Guide pin placement also determines glenosphere tilt. Superior–inferior tilt (inclination) is defined relative to the coronal axis of the scapula. This axis extends along a line from the scapular trigonum to the center of the glenoid, the scapula centerline. Anterior–posterior tilt (version) is defined relative to the transverse axis of the scapula. This axis also extends from the scapular trigonum to the center of the glenoid. The glenosphere should be positioned in neutral or slightly inferior tilt. Li et al performed a computer simulation study of the Biomet Comprehensive RTSA (reverse total shoulder arthroplasty) System that examined the effect of inferior tilt on internal and external rotation across all degrees of scaption. The authors found that both 15 and 30 degrees of inferior tilt produced increased range of motion when compared with neutral tilt, but that 30 degrees of inferior tilt limited external rotation at 60 degrees of scaption.6 Others have suggested that the “ideal” amount of inferior tilt is 10 degrees relative to the coronal axis of the scapula.7,8,9,10 The optimal amount of anteroposterior tilt (version) is less well understood. Glenosphere version and humeral component version likely have a complementary effect in determining the amount of glenohumeral internal and external rotation.

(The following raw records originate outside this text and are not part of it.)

//! SSH Host Key Preflight
//!
//! Captures a server's host key without authenticating, so an operator can
//! inspect the fingerprint before trusting it.
//!
//! # Flow
//! 1. `scan_host_key(host, port)` runs a handshake and aborts inside
//!    `check_server_key`, after the key is known.
//! 2. The captured key is classified against known_hosts.
//! 3. `trust_scanned_key` records it, unless the host already has a
//!    different key on file.

use std::path::Path;
use std::sync::Arc;
use std::time::Duration;

use parking_lot::Mutex;
use russh::client;
use russh::keys::PublicKey;
use serde::Serialize;
use tracing::{debug, info, warn};

use super::client::{client_config, resolve};
use super::error::SshError;
use super::known_hosts::{HostKey, HostKeyVerification, KnownHostsStore};

/// Classification of a scanned key
#[derive(Debug, Clone, Serialize)]
#[serde(tag = "status", rename_all = "snake_case")]
pub enum HostKeyStatus {
    /// Key is on file for this host
    Verified,
    /// Host has no recorded key
    Unknown,
    /// Host has recorded keys and this is none of them
    Changed { expected_fingerprints: Vec<String> },
    /// Key is marked `@revoked`
    Revoked,
}

/// What `scan_host_key` saw
#[derive(Debug, Clone, Serialize)]
pub struct ScanReport {
    pub host: String,
    pub port: u16,
    pub key_type: String,
    pub fingerprint: String,
    pub status: HostKeyStatus,
    /// Fingerprints already on file for this host
    pub recorded_fingerprints: Vec<String>,
    #[serde(skip)]
    pub key: HostKey,
}

/// Handler that records the server key and aborts the handshake
struct ScanHandler {
    captured: Arc<Mutex<Option<HostKey>>>,
}

impl client::Handler for ScanHandler {
    type Error = SshError;

    async fn check_server_key(&mut self, server_public_key: &PublicKey) -> Result<bool, Self::Error> {
        *self.captured.lock() = Some(HostKey::from_public_key(server_public_key));
        // Rejecting ends the handshake before any credentials are sent
        Ok(false)
    }
}

/// Handshake with `host:port` and classify the presented key.
pub async fn scan_host_key(
    host: &str,
    port: u16,
    timeout: Duration,
    known_hosts: &Path,
) -> Result<ScanReport, SshError> {
    let socket_addr = resolve(host, port, timeout).await?;
    debug!("Scanning host key of {}:{} ({})", host, port, socket_addr);

    let captured = Arc::new(Mutex::new(None));
    let handler = ScanHandler {
        captured: captured.clone(),
    };

    let connect_result = tokio::time::timeout(
        timeout,
        client::connect(Arc::new(client_config()), socket_addr, handler),
    )
    .await;

    let key = captured.lock().take();
    let Some(key) = key else {
        return Err(match connect_result {
            Err(_) => SshError::Timeout(format!("scanning {}:{} timed out", host, port)),
            Ok(Err(e)) => e,
            Ok(Ok(_)) => SshError::ProtocolError(format!(
                "{}:{} completed a handshake without presenting a host key",
                host, port
            )),
        });
    };

    let store = KnownHostsStore::shared(known_hosts)?;
    let fingerprint = key.fingerprint();
    let status = match store.verify(host, port, Some(socket_addr), &key) {
        HostKeyVerification::Verified => HostKeyStatus::Verified,
        HostKeyVerification::Unknown { .. } => HostKeyStatus::Unknown,
        HostKeyVerification::Changed {
            expected_fingerprints,
            ..
        } => {
            warn!(
                "Scan: HOST KEY CHANGED for {}:{} - expected {}, got {}",
                host,
                port,
                expected_fingerprints.join(", "),
                fingerprint
            );
            HostKeyStatus::Changed {
                expected_fingerprints,
            }
        }
        HostKeyVerification::Revoked { .. } => HostKeyStatus::Revoked,
    };

    let recorded_fingerprints = store
        .keys_for_host(host, port)
        .iter()
        .map(HostKey::fingerprint)
        .collect();

    info!("Scanned {}:{}: {} {:?}", host, port, fingerprint, status);
    Ok(ScanReport {
        host: host.to_string(),
        port,
        key_type: key.key_type().to_string(),
        fingerprint,
        status,
        recorded_fingerprints,
        key,
    })
}

/// Record the scanned key in known_hosts.
///
/// Returns `Ok(false)` when the key was already on file. A host with a
/// different recorded key is refused; the old entry has to be removed by hand.
pub fn trust_scanned_key(report: &ScanReport, known_hosts: &Path) -> Result<bool, SshError> {
    let store = KnownHostsStore::shared(known_hosts)?;
    let appended = store.add_host(&report.host, report.port, None, &report.key)?;
    if appended {
        info!(
            "Trusted {} for {}:{} in {}",
            report.fingerprint,
            report.host,
            report.port,
            known_hosts.display()
        );
    }
    Ok(appended)
}

#[cfg(test)]
mod tests {
    use super::*;
    use crate::ssh::error::ErrorKind;
    use std::fs;
    use tempfile::tempdir;

    const K1: &str = "ssh-ed25519 AAAAC3NzaC1lZDI1NTE5AAAAID3UstXbxnSOJsnSW/xlutl6a3+ZLT7VX4zY8lB9LZHG";
    const K2: &str = "ssh-ed25519 AAAAC3NzaC1lZDI1NTE5AAAAILANUChF4zmxBSiaWXIb+HC708pxwpU1HAi/yujbc8Cu";

    fn report(host: &str, port: u16, key: &str) -> ScanReport {
        let key = HostKey::parse(key).unwrap();
        ScanReport {
            host: host.to_string(),
            port,
            key_type: key.key_type().to_string(),
            fingerprint: key.fingerprint(),
            status: HostKeyStatus::Unknown,
            recorded_fingerprints: Vec::new(),
            key,
        }
    }

    #[test]
    fn test_trust_scanned_key_appends_once() {
        let dir = tempdir().unwrap();
        let path = dir.path().join("known_hosts");

        let scanned = report("db.internal", 2222, K1);
        assert!(trust_scanned_key(&scanned, &path).unwrap());
        assert!(!trust_scanned_key(&scanned, &path).unwrap());

        let content = fs::read_to_string(&path).unwrap();
        assert_eq!(content.lines().count(), 1);
        assert!(content.starts_with("[db.internal]:2222 ssh-ed25519 "));
    }

    #[test]
    fn test_trust_scanned_key_refuses_changed_host() {
        let dir = tempdir().unwrap();
        let path = dir.path().join("known_hosts");
        fs::write(&path, format!("10.0.0.5 {}\n", K1)).unwrap();

        let err = trust_scanned_key(&report("10.0.0.5", 22, K2), &path).unwrap_err();
        assert_eq!(err.kind(), ErrorKind::HostKeyMismatch);
        assert_eq!(fs::read_to_string(&path).unwrap().lines().count(), 1);
    }

    #[test]
    fn test_report_serializes_status_tag() {
        let json = serde_json::to_value(report("10.0.0.5", 22, K1)).unwrap();
        assert_eq!(json["status"]["status"], "unknown");
        assert_eq!(
            json["fingerprint"],
            "SHA256:UxCTRqzCfF+jbcioQcStPb3VoyYOUIbVmMhW2FeXCJM"
        );
        assert!(json.get("key").is_none());
    }
}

Several authors have defined the “ideal” glenosphere version as 0 degrees relative to the transverse axis of the scapula.8,9,10 In retroverted glenoids, this may require significant anterior reaming. We prefer to use posterior glenoid bone grafting to avoid anterior reaming. When there is minimal glenoid bone loss, the surgeon may use the plane of the glenoid fossa as a reference to place the guide pin in the correct amount of tilt. However, this becomes increasingly difficult with more significant glenoid bone loss. In the study by Verborgt et al, standard instrumentation without advanced imaging resulted in an error range of 16 degrees for glenosphere inclination and 12 degrees for glenosphere version.10
The ideal mediolateral glenosphere offset is an area of active debate. Paul Grammont’s design places the center of rotation medial to the glenoid baseplate and includes a humeral component with a valgus neck-shaft angle around 155 degrees. These features are believed to enhance implant stability and decrease shear stress across the glenoid baseplate; however, they have also been associated with reduced range of motion and increased scapular notching. Alternative designs lateralize the center of rotation and include a humeral component with a more anatomic neck-shaft angle.1,6 Grammont-style implants work best in patients with minimal glenoid bone loss and a long scapular neck. Conversely, these implants can be problematic in patients with severe glenoid bone loss or a congenitally short scapular neck. The Grammont design is predisposed to excessive medialization in this scenario. This may result in reduced range of motion, impingement, and scapular notching.6 Excessive medialization also shortens the remaining rotator cuff and potentially weakens external rotation strength. Therefore, it is the authors’ practice, when using a Grammont-style implant, to lateralize the glenoid baseplate with a bone graft taken from the resected humeral head. The baseplate is ideally positioned at the premorbid joint line and the scapular neck length is restored to at least 1 cm. 3D preoperative imaging, application of the vault model to define premorbid anatomy, and implant templating are critical for determining when to use a graft and the size of graft required (► Fig. 22.4, ► Fig. 22.5, ► Fig. 22.6).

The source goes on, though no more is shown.